DATA SUPPLIED:
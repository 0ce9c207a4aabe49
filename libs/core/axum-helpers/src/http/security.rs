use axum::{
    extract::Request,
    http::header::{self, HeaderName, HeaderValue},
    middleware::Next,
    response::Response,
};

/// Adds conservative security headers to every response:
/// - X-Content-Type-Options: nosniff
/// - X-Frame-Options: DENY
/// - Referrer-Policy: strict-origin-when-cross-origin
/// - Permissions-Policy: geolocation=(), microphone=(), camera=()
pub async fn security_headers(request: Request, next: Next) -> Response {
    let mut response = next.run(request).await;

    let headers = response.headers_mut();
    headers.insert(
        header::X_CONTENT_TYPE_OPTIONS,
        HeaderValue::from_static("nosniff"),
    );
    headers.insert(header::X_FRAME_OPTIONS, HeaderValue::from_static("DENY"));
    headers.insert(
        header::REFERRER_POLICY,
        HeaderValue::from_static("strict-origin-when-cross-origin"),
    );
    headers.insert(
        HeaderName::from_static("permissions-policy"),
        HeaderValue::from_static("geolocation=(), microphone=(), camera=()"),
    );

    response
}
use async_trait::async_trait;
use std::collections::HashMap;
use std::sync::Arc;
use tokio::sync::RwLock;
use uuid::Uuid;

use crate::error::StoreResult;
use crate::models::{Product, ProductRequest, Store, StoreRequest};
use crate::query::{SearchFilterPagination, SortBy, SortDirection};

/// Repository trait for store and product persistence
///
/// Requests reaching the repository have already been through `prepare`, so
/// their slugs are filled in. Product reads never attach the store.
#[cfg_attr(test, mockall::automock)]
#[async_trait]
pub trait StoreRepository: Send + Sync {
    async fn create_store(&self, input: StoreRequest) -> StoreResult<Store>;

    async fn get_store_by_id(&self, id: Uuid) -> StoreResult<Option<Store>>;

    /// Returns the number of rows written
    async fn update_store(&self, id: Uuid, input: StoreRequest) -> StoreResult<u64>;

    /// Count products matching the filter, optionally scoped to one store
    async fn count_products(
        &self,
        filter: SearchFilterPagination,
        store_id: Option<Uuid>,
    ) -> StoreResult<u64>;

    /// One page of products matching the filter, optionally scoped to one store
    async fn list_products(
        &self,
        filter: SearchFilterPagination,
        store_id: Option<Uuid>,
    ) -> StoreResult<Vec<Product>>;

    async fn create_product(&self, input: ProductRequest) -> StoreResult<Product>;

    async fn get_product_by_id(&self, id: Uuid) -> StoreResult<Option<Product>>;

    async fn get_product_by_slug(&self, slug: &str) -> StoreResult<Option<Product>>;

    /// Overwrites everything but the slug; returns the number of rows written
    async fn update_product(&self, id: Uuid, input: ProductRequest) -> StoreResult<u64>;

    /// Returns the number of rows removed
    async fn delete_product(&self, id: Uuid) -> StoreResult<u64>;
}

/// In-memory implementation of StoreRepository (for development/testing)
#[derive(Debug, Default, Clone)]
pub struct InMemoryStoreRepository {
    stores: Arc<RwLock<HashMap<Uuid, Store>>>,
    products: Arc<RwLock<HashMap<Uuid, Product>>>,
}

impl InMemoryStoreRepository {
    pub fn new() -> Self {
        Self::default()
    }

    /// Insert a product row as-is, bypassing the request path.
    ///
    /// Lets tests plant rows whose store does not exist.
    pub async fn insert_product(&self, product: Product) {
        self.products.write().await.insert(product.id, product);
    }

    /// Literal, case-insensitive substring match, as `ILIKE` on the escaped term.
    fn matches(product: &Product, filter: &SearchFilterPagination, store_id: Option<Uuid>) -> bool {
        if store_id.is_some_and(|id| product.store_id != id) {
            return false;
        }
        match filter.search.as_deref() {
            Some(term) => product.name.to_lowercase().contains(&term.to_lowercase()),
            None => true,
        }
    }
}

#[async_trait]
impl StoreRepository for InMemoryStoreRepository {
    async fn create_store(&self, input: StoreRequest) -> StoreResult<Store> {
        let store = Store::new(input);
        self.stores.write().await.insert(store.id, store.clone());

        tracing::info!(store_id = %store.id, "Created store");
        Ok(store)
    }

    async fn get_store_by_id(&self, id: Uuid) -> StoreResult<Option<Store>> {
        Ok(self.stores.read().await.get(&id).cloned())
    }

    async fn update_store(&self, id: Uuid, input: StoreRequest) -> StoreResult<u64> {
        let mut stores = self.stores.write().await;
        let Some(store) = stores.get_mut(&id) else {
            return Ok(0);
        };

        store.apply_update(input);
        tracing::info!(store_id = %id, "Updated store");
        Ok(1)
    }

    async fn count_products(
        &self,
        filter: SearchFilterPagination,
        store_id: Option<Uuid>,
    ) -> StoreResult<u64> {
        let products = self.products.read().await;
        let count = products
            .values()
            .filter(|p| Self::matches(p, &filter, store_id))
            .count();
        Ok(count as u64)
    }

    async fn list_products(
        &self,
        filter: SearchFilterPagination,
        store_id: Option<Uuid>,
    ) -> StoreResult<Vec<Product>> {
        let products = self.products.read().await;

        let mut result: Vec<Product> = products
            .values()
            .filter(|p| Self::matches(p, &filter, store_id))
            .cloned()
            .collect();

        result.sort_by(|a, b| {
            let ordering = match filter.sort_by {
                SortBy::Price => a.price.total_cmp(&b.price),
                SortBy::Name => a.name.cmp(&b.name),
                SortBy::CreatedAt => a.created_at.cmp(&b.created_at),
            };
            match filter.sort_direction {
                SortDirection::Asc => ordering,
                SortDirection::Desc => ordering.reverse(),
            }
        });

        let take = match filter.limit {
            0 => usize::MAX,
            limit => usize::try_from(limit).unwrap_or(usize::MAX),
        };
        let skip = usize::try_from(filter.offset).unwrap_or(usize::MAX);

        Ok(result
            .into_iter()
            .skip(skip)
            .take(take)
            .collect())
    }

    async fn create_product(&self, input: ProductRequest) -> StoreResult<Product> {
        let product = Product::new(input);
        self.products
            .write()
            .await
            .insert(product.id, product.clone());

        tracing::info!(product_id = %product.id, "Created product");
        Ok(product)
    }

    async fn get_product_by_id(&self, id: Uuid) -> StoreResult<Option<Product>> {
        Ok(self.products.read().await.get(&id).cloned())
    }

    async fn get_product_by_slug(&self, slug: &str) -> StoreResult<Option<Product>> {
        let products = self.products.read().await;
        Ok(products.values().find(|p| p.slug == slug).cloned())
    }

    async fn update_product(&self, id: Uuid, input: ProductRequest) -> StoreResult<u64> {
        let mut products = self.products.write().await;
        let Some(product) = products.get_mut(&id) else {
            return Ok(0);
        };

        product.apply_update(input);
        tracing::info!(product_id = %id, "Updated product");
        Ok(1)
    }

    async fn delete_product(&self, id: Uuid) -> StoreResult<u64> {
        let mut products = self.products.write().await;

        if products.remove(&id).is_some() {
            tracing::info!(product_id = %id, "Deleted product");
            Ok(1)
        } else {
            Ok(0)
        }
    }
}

WHAT IS BEING ASKED: The string "cross" marks the lines to return from the material. Copy each one.

RESPONSE BOX:
/// - Referrer-Policy: strict-origin-when-cross-origin
        HeaderValue::from_static("strict-origin-when-cross-origin"),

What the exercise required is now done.